----- GIVEN RECORDS

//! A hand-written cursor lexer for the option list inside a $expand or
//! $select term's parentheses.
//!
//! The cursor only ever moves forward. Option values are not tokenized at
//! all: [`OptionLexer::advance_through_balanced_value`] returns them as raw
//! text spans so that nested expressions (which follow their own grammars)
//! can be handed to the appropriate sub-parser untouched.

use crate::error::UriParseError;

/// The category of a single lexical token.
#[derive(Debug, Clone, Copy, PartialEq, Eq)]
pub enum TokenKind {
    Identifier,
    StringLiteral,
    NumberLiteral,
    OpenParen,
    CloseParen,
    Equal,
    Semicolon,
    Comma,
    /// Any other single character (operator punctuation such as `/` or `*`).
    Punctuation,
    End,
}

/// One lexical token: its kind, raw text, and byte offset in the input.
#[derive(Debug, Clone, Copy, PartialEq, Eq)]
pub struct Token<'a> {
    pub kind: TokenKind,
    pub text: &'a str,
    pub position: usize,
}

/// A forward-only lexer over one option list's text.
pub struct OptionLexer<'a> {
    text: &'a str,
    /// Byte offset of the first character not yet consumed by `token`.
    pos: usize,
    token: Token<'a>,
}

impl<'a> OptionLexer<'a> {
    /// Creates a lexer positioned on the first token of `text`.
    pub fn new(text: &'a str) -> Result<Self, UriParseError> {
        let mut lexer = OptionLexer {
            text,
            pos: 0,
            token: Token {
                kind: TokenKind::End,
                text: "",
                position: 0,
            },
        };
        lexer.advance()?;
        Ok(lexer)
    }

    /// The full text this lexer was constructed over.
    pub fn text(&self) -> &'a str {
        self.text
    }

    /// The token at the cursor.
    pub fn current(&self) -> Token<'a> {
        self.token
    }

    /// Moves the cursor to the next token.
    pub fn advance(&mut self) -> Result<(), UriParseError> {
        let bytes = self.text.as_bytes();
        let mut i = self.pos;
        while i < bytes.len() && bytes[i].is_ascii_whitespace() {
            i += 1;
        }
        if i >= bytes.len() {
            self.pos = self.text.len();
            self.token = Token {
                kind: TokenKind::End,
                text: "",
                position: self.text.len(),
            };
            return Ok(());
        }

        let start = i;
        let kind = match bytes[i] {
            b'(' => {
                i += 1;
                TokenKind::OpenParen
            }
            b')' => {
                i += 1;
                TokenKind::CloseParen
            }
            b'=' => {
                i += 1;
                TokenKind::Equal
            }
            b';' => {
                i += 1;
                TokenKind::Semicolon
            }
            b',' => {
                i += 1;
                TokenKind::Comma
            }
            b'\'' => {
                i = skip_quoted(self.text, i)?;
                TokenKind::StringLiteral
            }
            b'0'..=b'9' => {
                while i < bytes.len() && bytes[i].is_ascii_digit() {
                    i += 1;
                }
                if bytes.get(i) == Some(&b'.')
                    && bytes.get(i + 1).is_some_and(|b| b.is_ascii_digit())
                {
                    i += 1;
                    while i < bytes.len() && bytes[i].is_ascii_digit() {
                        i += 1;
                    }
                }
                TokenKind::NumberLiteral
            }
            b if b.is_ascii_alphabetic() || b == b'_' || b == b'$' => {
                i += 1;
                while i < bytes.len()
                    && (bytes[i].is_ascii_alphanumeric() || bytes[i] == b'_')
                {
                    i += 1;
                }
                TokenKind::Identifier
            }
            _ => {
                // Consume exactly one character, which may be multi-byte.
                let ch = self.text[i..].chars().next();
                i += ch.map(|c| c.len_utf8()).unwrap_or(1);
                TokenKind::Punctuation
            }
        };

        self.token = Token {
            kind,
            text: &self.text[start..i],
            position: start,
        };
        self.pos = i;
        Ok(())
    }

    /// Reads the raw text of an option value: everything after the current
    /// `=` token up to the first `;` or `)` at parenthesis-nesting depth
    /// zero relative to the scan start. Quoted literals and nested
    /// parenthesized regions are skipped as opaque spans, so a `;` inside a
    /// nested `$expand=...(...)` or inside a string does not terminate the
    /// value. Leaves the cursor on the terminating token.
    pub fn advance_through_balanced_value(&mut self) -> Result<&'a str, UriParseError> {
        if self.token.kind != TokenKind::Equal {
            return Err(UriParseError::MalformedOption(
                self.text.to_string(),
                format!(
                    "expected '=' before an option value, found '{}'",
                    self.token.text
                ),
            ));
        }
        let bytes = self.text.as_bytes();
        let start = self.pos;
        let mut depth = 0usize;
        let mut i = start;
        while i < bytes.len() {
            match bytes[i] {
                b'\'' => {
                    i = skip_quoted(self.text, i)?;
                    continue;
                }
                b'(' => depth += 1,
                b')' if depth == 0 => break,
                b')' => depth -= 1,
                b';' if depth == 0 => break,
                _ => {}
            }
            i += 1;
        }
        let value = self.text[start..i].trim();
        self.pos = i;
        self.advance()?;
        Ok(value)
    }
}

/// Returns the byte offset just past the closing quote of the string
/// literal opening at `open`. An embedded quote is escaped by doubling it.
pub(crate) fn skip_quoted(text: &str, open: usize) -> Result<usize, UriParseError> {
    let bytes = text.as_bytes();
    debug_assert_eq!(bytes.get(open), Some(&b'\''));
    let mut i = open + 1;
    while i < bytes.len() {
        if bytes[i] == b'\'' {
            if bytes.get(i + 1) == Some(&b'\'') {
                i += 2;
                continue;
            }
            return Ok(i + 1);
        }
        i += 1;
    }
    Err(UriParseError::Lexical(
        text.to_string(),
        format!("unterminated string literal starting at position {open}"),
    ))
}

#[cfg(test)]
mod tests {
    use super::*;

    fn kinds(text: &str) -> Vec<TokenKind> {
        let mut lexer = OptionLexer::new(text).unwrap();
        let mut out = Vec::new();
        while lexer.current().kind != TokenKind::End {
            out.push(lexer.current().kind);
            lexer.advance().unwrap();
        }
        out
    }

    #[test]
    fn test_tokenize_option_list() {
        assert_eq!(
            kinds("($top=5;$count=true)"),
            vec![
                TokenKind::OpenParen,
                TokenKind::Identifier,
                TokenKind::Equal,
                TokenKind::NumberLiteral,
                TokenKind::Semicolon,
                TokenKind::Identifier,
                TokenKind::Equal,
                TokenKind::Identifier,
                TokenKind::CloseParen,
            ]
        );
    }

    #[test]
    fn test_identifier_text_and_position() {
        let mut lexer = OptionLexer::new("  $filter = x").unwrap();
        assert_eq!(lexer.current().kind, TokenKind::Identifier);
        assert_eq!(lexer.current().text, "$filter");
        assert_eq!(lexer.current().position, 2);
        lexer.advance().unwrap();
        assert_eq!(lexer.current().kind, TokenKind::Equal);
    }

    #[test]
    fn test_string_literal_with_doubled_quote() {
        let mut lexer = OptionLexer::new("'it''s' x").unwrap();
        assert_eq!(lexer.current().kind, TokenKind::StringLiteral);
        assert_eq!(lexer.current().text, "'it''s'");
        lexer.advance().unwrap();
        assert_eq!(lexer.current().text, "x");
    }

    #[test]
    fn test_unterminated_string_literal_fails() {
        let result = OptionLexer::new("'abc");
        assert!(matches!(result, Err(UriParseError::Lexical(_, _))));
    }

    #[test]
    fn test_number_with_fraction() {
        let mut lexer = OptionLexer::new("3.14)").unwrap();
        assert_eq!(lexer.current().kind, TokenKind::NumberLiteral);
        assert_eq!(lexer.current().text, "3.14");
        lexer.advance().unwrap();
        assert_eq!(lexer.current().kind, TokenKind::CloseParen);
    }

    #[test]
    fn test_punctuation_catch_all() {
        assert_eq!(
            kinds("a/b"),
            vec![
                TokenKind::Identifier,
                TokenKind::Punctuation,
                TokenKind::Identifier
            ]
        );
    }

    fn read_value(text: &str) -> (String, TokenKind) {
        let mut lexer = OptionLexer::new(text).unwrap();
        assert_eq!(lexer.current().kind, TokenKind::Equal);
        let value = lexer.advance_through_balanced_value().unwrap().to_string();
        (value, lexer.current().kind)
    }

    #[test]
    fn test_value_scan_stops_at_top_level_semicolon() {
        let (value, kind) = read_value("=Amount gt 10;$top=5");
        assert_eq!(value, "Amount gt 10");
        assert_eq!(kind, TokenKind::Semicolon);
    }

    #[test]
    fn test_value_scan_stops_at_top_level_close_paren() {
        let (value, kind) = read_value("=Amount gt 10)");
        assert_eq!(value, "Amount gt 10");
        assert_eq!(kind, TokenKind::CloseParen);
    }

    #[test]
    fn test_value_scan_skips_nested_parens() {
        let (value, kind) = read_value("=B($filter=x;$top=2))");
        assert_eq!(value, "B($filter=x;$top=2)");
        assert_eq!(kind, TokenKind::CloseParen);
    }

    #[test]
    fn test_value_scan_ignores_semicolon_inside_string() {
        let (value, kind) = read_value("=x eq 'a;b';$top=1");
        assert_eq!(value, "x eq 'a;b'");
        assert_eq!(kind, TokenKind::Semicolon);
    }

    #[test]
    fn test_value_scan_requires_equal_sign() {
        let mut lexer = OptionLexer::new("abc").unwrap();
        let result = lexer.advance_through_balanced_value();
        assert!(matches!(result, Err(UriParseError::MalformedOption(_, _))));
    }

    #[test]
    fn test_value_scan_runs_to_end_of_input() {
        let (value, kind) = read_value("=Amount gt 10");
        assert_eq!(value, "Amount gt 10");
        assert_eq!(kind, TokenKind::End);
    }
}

----------

→ DESCRIPTION OF THE TASK: Transcribe the records above exactly, beginning at the line that contains "Creates a lexer" and ending with the line that contains "let start = i;", both included, and nothing else.

→ REPLY TO THE EXERCISE:
    /// Creates a lexer positioned on the first token of `text`.
    pub fn new(text: &'a str) -> Result<Self, UriParseError> {
        let mut lexer = OptionLexer {
            text,
            pos: 0,
            token: Token {
                kind: TokenKind::End,
                text: "",
                position: 0,
            },
        };
        lexer.advance()?;
        Ok(lexer)
    }

    /// The full text this lexer was constructed over.
    pub fn text(&self) -> &'a str {
        self.text
    }

    /// The token at the cursor.
    pub fn current(&self) -> Token<'a> {
        self.token
    }

    /// Moves the cursor to the next token.
    pub fn advance(&mut self) -> Result<(), UriParseError> {
        let bytes = self.text.as_bytes();
        let mut i = self.pos;
        while i < bytes.len() && bytes[i].is_ascii_whitespace() {
            i += 1;
        }
        if i >= bytes.len() {
            self.pos = self.text.len();
            self.token = Token {
                kind: TokenKind::End,
                text: "",
                position: self.text.len(),
            };
            return Ok(());
        }

        let start = i;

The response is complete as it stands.